Provided records.
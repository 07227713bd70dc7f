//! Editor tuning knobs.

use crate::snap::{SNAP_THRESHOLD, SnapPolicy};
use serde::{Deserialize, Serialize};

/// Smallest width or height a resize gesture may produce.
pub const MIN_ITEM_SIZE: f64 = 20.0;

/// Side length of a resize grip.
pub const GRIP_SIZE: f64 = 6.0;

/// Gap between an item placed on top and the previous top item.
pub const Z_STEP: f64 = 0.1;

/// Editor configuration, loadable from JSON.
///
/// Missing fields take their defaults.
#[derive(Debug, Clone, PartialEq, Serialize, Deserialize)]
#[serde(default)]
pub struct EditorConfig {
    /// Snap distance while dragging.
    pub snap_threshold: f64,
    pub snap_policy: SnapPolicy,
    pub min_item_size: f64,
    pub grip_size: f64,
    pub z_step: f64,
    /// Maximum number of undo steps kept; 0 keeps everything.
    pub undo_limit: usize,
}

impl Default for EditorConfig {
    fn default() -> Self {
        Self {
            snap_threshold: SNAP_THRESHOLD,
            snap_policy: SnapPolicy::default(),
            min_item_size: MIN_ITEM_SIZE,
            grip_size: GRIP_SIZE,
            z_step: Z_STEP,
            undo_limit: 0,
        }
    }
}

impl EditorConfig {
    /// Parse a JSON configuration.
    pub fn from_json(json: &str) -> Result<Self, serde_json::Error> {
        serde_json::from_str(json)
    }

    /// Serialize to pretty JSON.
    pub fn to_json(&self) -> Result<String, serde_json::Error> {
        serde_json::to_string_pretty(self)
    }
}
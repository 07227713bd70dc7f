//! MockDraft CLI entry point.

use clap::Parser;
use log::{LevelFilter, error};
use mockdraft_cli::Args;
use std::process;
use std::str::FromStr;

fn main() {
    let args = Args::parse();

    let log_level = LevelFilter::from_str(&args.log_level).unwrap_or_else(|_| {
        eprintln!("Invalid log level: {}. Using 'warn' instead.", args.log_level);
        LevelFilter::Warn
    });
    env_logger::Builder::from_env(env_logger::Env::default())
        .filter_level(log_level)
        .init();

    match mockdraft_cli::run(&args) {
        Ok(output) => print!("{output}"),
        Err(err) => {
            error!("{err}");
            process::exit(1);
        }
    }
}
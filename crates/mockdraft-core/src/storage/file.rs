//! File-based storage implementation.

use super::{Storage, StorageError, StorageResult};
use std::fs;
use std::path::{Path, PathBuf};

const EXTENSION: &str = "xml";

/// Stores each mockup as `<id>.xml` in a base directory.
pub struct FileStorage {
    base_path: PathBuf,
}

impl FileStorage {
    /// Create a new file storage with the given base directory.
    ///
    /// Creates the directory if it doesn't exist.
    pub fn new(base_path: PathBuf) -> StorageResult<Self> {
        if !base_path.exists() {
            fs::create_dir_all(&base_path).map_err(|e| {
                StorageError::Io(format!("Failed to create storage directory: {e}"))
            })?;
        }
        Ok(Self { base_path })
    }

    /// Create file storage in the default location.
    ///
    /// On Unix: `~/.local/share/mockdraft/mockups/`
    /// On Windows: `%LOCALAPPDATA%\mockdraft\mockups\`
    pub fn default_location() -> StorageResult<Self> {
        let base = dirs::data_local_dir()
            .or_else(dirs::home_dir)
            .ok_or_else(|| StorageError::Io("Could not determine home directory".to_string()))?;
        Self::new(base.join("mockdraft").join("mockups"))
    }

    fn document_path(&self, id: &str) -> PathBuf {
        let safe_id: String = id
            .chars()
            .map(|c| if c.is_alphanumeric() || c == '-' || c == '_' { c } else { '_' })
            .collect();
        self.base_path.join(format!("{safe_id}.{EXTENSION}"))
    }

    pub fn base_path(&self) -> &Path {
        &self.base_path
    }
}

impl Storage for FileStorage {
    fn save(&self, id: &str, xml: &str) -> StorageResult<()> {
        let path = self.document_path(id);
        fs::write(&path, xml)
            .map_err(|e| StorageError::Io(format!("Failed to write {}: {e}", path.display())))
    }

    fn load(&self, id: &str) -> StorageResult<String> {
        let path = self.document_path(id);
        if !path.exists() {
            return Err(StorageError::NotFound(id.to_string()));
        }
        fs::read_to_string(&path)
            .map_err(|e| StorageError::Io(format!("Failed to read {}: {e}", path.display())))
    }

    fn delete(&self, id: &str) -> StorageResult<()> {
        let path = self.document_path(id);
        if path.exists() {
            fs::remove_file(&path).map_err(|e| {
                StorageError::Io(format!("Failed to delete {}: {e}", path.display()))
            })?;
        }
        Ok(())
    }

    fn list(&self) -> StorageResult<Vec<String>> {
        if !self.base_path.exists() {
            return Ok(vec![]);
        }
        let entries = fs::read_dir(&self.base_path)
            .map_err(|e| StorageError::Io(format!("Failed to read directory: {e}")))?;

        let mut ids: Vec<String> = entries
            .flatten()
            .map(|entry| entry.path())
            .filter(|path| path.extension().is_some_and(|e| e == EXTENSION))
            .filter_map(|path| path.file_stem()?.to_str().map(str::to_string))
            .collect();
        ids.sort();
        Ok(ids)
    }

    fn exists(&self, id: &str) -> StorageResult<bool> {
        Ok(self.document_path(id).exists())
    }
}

==

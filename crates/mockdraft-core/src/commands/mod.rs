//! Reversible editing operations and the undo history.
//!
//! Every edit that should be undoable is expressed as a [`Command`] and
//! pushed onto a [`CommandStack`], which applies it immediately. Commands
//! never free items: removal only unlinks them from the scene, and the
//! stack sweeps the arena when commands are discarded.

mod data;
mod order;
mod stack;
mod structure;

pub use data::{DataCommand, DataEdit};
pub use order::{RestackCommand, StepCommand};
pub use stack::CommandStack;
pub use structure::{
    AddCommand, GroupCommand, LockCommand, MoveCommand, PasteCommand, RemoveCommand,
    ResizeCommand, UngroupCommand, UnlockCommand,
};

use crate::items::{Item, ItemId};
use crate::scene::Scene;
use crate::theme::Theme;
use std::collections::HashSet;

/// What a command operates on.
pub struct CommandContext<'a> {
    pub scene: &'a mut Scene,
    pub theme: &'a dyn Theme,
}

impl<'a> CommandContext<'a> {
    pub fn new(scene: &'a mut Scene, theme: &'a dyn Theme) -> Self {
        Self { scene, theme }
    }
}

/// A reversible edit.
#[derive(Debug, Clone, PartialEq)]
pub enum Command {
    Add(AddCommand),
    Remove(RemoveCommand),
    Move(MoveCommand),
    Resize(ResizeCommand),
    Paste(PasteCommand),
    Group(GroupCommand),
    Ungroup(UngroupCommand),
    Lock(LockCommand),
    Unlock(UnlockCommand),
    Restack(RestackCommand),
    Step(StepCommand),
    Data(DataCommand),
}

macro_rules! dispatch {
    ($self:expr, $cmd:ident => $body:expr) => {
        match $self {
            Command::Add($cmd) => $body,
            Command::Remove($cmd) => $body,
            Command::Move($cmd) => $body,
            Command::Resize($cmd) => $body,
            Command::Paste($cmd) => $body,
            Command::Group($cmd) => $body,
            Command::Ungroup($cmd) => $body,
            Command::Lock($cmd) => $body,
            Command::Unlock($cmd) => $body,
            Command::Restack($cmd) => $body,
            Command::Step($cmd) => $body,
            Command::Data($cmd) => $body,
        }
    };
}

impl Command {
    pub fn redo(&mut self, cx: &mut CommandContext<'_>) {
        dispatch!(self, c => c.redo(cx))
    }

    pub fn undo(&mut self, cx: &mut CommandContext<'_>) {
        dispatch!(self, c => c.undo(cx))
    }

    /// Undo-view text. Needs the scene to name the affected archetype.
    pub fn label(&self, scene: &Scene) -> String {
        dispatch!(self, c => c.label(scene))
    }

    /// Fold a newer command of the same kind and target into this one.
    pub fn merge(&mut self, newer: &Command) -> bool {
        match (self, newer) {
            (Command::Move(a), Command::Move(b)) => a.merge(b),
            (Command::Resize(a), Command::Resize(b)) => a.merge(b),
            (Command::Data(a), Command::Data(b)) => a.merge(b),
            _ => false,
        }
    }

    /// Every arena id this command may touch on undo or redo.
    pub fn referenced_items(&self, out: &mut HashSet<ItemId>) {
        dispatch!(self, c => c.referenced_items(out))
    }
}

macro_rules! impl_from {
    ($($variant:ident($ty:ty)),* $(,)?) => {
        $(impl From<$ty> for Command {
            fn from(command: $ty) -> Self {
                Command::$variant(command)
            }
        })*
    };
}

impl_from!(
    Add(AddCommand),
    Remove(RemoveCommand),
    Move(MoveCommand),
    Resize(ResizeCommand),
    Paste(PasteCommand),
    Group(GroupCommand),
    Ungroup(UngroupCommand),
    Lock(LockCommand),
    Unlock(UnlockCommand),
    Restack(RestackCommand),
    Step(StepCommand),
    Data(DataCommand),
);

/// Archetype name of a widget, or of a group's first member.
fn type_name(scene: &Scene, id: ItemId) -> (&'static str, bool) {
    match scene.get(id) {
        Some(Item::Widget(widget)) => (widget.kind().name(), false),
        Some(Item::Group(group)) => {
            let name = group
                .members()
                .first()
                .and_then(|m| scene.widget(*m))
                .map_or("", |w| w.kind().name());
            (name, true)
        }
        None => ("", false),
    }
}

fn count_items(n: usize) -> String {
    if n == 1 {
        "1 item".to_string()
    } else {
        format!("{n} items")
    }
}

Requirement. Lines holding "CommandStack": copy each one from the records above.

Problem solution.
//! pushed onto a [`CommandStack`], which applies it immediately. Commands
pub use stack::CommandStack;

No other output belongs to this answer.